Engineering Contradictions & Design Principles
Engineering Contradiction Analysis
1Measurement precision
If speculative data-based predictions are used for skincare visualization, then the visualization process is simple and quick, but the accuracy and consistency of results deteriorate
Solution Approach 1:
The system performs preliminary diagnostic operations on user skin images before generating visualizations. Skin diagnostic data is collected and processed in advance to create an accurate baseline representation of the user's skin conditions, which then informs the consumer results visualization process
Solution Approach 2:
The patent introduces an intermediary processing layer between raw skin images and consumer results visualizations.
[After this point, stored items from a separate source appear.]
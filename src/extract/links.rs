//! Heuristic anchor extraction
//!
//! Fallback for pages without usable structured data. Anchors are matched
//! against the site's URL patterns for the tier below the current page, so the
//! results degrade quietly if the site changes its markup or URL scheme.

use crate::extract::{Page, PageExtractor};
use crate::record::{normalize_whitespace, Level, Record};
use crate::url::{canonical_key, resolve_link, LinkKind, SiteLayout};
use once_cell::sync::Lazy;
use regex::Regex;
use scraper::{ElementRef, Selector};
use std::collections::HashSet;

/// Class names that mark an address next to a listing link
static ADDRESS_CLASS: Lazy<Regex> =
    Lazy::new(|| Regex::new(r"(?i)address|location").expect("valid regex"));

/// Navigation chrome that never names a listing
const BOILERPLATE_TEXT: &[&str] = &[
    "more",
    "read more",
    "view all",
    "see all",
    "view more",
    "show more",
    "details",
    "next",
    "previous",
    "prev",
    "back",
    "home",
    "top",
    "click here",
    "»",
    "«",
];

/// Derives records from anchors that point one tier down
///
/// | Page level | Anchors kept |
/// |------------|--------------|
/// | Index | state pages |
/// | State | city pages |
/// | City | data center detail pages |
#[derive(Debug, Clone)]
pub struct HeuristicLinkExtractor {
    layout: SiteLayout,
}

impl HeuristicLinkExtractor {
    pub fn new(layout: SiteLayout) -> Self {
        Self { layout }
    }

    /// Link kind whose anchors become records on a page of `level`
    pub fn target_kind(level: Level) -> LinkKind {
        match level {
            Level::Index => LinkKind::State,
            Level::State => LinkKind::City,
            Level::City => LinkKind::Detail,
        }
    }
}

impl PageExtractor for HeuristicLinkExtractor {
    fn extract(&self, page: &Page, level: Level) -> Vec<Record> {
        let target = Self::target_kind(level);
        let (default_state, default_city) = self.layout.location_of(page.url());
        let mut seen = HashSet::new();
        let mut records = Vec::new();

        let Ok(a_selector) = Selector::parse("a[href]") else {
            return records;
        };

        for element in page.document().select(&a_selector) {
            let Some(url) = element
                .value()
                .attr("href")
                .and_then(|href| resolve_link(href, page.url()))
            else {
                continue;
            };

            if self.layout.classify(&url) != Some(target) {
                continue;
            }

            let name = anchor_text(&element);
            if is_boilerplate(&name) {
                continue;
            }

            // First anchor for a URL wins
            if !seen.insert(canonical_key(url.as_str())) {
                continue;
            }

            if let Some(record) = Record::new(&name, url.as_str(), level) {
                records.push(
                    record
                        .with_address(nearby_address(&element))
                        .with_location_defaults(default_state.as_deref(), default_city.as_deref()),
                );
            }
        }

        records
    }
}

fn anchor_text(element: &ElementRef<'_>) -> String {
    normalize_whitespace(&element.text().collect::<Vec<_>>().join(" "))
}

fn is_boilerplate(text: &str) -> bool {
    text.is_empty()
        || BOILERPLATE_TEXT
            .iter()
            .any(|b| text.eq_ignore_ascii_case(b))
}

/// Address text from the anchor's enclosing list item, article or div
///
/// Looks for a descendant of the nearest such container whose class mentions
/// "address" or "location", skipping the anchor's own ancestors.
fn nearby_address(anchor: &ElementRef<'_>) -> Option<String> {
    let container = anchor
        .ancestors()
        .filter_map(ElementRef::wrap)
        .find(|e| matches!(e.value().name(), "li" | "article" | "div"))?;

    let class_selector = Selector::parse("[class]").ok()?;

    container
        .select(&class_selector)
        .filter(|candidate| candidate.id() != container.id())
        .filter(|candidate| !anchor.ancestors().any(|a| a.id() == candidate.id()))
        .filter(|candidate| candidate.id() != anchor.id())
        .find(|candidate| {
            candidate
                .value()
                .attr("class")
                .map(|class| ADDRESS_CLASS.is_match(class))
                .unwrap_or(false)
        })
        .map(|candidate| anchor_text(&candidate))
        .filter(|text| !text.is_empty())
}
use crate::config::types::{Config, CrawlerConfig, OutputConfig, UserAgentConfig};
use crate::ConfigError;
use url::Url;

/// Validates the entire configuration
pub fn validate(config: &Config) -> Result<(), ConfigError> {
    validate_crawler_config(&config.crawler)?;
    validate_user_agent_config(&config.user_agent)?;
    validate_output_config(&config.output)?;
    Ok(())
}

/// Validates crawler configuration
fn validate_crawler_config(config: &CrawlerConfig) -> Result<(), ConfigError> {
    validate_root_url(&config.root_url)?;

    if config.concurrency_limit < 1 || config.concurrency_limit > 64 {
        return Err(ConfigError::Validation(format!(
            "concurrency_limit must be between 1 and 64, got {}",
            config.concurrency_limit
        )));
    }

    if config.request_timeout_secs < 1 {
        return Err(ConfigError::Validation(format!(
            "request_timeout_secs must be >= 1, got {}",
            config.request_timeout_secs
        )));
    }

    if config.max_retries > 10 {
        return Err(ConfigError::Validation(format!(
            "max_retries must be <= 10, got {}",
            config.max_retries
        )));
    }

    if config.crawl_timeout_secs == Some(0) {
        return Err(ConfigError::Validation(
            "crawl_timeout_secs must be >= 1 when set".to_string(),
        ));
    }

    Ok(())
}

/// The root URL must be an absolute http(s) URL with a host
fn validate_root_url(root_url: &str) -> Result<(), ConfigError> {
    let url = Url::parse(root_url)
        .map_err(|e| ConfigError::InvalidUrl(format!("Invalid root_url '{}': {}", root_url, e)))?;

    if url.scheme() != "http" && url.scheme() != "https" {
        return Err(ConfigError::InvalidUrl(format!(
            "root_url '{}' must use http or https",
            root_url
        )));
    }

    if url.host_str().is_none() {
        return Err(ConfigError::InvalidUrl(format!(
            "root_url '{}' has no host",
            root_url
        )));
    }

    Ok(())
}

/// Validates request header configuration
fn validate_user_agent_config(config: &UserAgentConfig) -> Result<(), ConfigError> {
    if config.header.trim().is_empty() {
        return Err(ConfigError::Validation(
            "user-agent header cannot be empty".to_string(),
        ));
    }

    Ok(())
}

/// Validates output configuration
fn validate_output_config(config: &OutputConfig) -> Result<(), ConfigError> {
    if config.csv_path.trim().is_empty() {
        return Err(ConfigError::Validation(
            "csv_path cannot be empty".to_string(),
        ));
    }

    if let Some(dump) = &config.dump_html_path {
        if dump.trim().is_empty() {
            return Err(ConfigError::Validation(
                "dump_html_path cannot be empty when set".to_string(),
            ));
        }
    }

    Ok(())
}
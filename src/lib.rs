//! dcmap-crawler: a three-tier directory crawler for data center listings
//!
//! This crate walks a listing site's country index page, its state pages and their
//! city pages, extracts data center records from each page (JSON-LD first, anchor
//! heuristics as a fallback), deduplicates them and writes the result as CSV.

pub mod config;
pub mod crawler;
pub mod extract;
pub mod output;
pub mod record;
pub mod state;
pub mod url;

use thiserror::Error;

/// Main error type for crawl operations
///
/// Only the variants surfaced from [`crawler::run_crawl`] are fatal; per-page
/// failures are reported as [`FetchError`] / [`ExtractionError`] and skipped.
#[derive(Debug, Error)]
pub enum CrawlError {
    #[error("Configuration error: {0}")]
    Config(#[from] ConfigError),

    #[error("Index page {url} unavailable: {reason}")]
    IndexUnavailable { url: String, reason: String },

    #[error("Crawl cancelled before the index page was fetched")]
    Cancelled,

    #[error("Output error: {0}")]
    Output(#[from] output::OutputError),

    #[error("URL error: {0}")]
    UrlError(#[from] UrlError),

    #[error("HTTP client error: {0}")]
    HttpClient(#[from] reqwest::Error),

    #[error("IO error: {0}")]
    Io(#[from] std::io::Error),
}

/// Failure to retrieve a single page
#[derive(Debug, Clone, Error, PartialEq, Eq)]
pub enum FetchError {
    #[error("{url} unreachable: {message}")]
    Unreachable { url: String, message: String },

    #[error("Access denied for {url} (HTTP {status})")]
    Denied { url: String, status: u16 },

    #[error("HTTP {status} for {url}")]
    HttpStatus { url: String, status: u16 },

    #[error("Request timeout for {url}")]
    Timeout { url: String },

    #[error("Malformed response from {url}: {message}")]
    MalformedResponse { url: String, message: String },
}

impl FetchError {
    /// Returns true if another attempt at the same URL might succeed
    pub fn is_retryable(&self) -> bool {
        match self {
            Self::Unreachable { .. } | Self::Timeout { .. } => true,
            Self::HttpStatus { status, .. } => *status >= 500,
            Self::Denied { .. } | Self::MalformedResponse { .. } => false,
        }
    }

    /// The URL the failed request was made for
    pub fn url(&self) -> &str {
        match self {
            Self::Unreachable { url, .. }
            | Self::Denied { url, .. }
            | Self::HttpStatus { url, .. }
            | Self::Timeout { url }
            | Self::MalformedResponse { url, .. } => url,
        }
    }
}

/// Markup that cannot be extracted from at all
///
/// Absence of records is never an error; this only covers documents that give
/// the extractors nothing to look at.
#[derive(Debug, Clone, Error, PartialEq, Eq)]
pub enum ExtractionError {
    #[error("Empty document at {url}")]
    EmptyDocument { url: String },
}

/// Configuration-specific errors
#[derive(Debug, Error)]
pub enum ConfigError {
    #[error("Failed to read config file: {0}")]
    Io(#[from] std::io::Error),

    #[error("Failed to parse TOML: {0}")]
    Parse(#[from] toml::de::Error),

    #[error("Validation error: {0}")]
    Validation(String),

    #[error("Invalid URL in config: {0}")]
    InvalidUrl(String),
}

/// URL-specific errors
#[derive(Debug, Error, PartialEq, Eq)]
pub enum UrlError {
    #[error("Failed to parse URL: {0}")]
    Parse(String),

    #[error("Invalid URL scheme: {0}")]
    InvalidScheme(String),

    #[error("Missing host in URL")]
    MissingHost,
}

/// Result type alias for crawl operations
pub type Result<T> = std::result::Result<T, CrawlError>;

/// Result type alias for configuration operations
pub type ConfigResult<T> = std::result::Result<T, ConfigError>;

/// Result type alias for URL operations
pub type UrlResult<T> = std::result::Result<T, UrlError>;

// Re-export commonly used types
pub use config::Config;
pub use crawler::{run_crawl, Coordinator, CrawlOutcome};
pub use record::{Level, Record};
pub use url::{canonical_url, SiteLayout};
Image processing filters are applied to skin images to generate processed skin image data that accurately represents actual skin conditions, serving as a reliable intermediary foundation for predicting consumer results
2Reliability
If detailed skin diagnostic operations are performed, then the accuracy of visual estimations is improved, but the processing time and system complexity increase
Solution Approach 1:
The system applies image processing filters selectively to specific portions of skin images rather than processing entire images uniformly. This partial action approach focuses computational resources on diagnostically relevant areas, maintaining accuracy while reducing overall processing time
Solution Approach 2:
The skin diagnostic process is segmented into distinct operational stages: initial skin image capture, diagnostic operation application, image processing filter application, and consumer results generation. This segmentation allows each stage to be optimized independently, improving overall efficiency while maintaining reliability
Data Source
AI summary
Skin diagnostic techniques employed in conjunction with image processing techniques. For example, a user information module captures a user skin image. A graphical user interface enables selection of a skin-related application from a plurality of skin-related applications. A processor determines user skin image data from the user skin image, and identifies one or more sets of skin image data in the skin image database that correspond to the user skin image data based on one or more parameters specified by the skin-related application. The processor applies at least one image processing filter that corresponds to the one or more identified sets of skin image data from the skin image database to the user skin image to generate a simulated user skin image. An output display displays the simulated user skin image.